# [Directions for this task]
Copy out each line of the data that holds the word "entry".

# [Information supplied]
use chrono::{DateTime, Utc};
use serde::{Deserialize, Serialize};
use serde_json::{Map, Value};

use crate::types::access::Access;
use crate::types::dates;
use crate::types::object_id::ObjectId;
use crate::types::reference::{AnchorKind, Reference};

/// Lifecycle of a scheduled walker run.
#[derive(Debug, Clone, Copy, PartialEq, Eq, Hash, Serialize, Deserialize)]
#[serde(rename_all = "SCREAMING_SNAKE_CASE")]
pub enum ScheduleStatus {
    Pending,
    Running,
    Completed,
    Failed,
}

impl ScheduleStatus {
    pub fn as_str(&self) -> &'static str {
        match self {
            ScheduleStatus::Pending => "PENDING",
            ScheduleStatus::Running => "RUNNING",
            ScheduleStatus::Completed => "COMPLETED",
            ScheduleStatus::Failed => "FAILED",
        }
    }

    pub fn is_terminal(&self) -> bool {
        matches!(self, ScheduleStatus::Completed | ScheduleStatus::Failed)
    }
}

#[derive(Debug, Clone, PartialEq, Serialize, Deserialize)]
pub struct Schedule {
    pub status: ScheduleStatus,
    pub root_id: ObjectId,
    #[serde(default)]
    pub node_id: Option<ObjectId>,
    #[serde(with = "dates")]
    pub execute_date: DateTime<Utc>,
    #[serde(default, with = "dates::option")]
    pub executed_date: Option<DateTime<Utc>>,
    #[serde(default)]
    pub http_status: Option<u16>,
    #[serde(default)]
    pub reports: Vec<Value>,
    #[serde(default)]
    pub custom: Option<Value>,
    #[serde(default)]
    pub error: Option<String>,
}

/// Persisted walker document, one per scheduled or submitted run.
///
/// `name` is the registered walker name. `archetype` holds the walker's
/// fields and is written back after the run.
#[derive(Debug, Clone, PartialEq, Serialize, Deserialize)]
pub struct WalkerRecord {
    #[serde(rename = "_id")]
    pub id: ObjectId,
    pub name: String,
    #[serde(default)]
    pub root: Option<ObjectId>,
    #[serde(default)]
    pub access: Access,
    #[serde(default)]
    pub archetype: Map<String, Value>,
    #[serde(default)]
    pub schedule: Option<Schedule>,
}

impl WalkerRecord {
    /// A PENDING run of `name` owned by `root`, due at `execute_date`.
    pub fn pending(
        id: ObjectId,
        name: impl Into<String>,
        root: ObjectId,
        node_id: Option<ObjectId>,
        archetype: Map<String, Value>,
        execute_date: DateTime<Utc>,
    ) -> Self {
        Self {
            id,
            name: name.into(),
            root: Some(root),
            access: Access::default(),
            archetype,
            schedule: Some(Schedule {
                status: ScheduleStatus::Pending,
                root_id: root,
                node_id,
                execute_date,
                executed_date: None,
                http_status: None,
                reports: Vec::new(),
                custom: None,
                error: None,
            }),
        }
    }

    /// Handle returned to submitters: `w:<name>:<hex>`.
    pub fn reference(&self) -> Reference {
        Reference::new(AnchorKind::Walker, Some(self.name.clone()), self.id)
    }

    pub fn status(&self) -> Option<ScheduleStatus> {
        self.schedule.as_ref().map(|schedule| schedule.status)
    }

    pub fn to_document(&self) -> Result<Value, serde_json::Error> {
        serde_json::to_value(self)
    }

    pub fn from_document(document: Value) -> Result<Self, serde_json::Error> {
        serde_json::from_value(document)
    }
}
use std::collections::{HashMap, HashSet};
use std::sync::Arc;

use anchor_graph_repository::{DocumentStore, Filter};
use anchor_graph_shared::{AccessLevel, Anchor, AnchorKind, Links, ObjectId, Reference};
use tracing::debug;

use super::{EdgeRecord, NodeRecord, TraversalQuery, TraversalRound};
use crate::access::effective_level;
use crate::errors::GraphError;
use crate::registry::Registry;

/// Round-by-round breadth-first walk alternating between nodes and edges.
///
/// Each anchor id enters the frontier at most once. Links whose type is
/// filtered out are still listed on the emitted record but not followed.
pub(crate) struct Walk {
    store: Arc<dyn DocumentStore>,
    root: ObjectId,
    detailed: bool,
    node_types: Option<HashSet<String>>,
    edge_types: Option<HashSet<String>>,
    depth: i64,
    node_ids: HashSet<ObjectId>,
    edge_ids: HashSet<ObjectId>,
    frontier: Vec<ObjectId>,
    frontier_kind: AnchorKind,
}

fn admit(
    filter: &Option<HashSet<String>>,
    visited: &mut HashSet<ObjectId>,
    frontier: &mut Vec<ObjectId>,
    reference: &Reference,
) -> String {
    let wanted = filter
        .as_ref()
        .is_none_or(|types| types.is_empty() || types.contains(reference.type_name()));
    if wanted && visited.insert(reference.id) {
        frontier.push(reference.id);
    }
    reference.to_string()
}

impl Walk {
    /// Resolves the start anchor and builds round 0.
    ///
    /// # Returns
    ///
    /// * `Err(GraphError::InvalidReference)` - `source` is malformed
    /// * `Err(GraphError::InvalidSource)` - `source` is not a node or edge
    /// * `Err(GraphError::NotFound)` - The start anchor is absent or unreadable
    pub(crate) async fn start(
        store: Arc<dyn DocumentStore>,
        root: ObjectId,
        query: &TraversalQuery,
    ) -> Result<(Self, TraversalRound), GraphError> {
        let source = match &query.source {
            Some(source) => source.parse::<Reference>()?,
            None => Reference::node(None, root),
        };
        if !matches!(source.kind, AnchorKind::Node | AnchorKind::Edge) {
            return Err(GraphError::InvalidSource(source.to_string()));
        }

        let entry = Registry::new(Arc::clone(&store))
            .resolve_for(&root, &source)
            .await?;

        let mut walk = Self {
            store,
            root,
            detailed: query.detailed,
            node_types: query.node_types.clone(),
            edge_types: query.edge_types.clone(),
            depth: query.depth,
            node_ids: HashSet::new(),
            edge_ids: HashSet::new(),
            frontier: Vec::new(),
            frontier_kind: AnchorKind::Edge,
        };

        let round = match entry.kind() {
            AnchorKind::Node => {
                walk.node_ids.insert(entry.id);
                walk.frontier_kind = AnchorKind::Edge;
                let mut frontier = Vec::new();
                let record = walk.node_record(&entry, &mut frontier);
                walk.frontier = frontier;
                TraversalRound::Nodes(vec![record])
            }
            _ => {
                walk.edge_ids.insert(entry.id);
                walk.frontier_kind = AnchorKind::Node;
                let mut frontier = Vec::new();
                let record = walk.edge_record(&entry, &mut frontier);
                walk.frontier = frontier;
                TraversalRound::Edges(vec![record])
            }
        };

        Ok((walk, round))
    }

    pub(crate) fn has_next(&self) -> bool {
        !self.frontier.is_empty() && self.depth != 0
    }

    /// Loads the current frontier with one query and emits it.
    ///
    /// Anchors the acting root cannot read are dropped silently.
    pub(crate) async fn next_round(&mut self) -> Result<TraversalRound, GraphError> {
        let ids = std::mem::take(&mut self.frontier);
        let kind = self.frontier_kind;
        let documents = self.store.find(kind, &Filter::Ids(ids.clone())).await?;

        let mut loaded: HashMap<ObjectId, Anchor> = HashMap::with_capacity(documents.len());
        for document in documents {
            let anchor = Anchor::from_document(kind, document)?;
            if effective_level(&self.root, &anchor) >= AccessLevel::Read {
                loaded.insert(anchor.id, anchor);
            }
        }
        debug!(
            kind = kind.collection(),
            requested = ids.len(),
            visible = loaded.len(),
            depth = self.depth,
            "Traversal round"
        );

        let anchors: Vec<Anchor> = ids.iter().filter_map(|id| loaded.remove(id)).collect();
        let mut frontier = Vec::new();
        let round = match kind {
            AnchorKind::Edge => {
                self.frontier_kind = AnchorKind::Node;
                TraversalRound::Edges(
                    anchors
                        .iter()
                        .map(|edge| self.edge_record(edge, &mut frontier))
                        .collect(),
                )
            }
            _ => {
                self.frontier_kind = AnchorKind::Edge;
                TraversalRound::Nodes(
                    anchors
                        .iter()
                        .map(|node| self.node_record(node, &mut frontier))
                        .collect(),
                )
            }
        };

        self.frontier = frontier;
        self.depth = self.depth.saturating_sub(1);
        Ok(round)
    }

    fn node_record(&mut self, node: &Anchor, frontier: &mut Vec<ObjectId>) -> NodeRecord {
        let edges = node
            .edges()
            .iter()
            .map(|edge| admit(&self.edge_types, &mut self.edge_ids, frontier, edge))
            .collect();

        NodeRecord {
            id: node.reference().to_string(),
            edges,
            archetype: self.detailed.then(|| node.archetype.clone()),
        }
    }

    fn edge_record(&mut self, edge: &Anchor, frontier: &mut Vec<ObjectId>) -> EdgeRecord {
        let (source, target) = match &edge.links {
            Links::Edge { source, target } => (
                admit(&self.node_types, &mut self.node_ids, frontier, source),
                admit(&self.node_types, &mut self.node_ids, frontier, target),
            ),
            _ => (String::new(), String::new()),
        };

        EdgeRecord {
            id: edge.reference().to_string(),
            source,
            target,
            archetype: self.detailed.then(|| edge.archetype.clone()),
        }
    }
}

# [Reply]
        let entry = Registry::new(Arc::clone(&store))
        let round = match entry.kind() {
                walk.node_ids.insert(entry.id);
                let record = walk.node_record(&entry, &mut frontier);
                walk.edge_ids.insert(entry.id);
                let record = walk.edge_record(&entry, &mut frontier);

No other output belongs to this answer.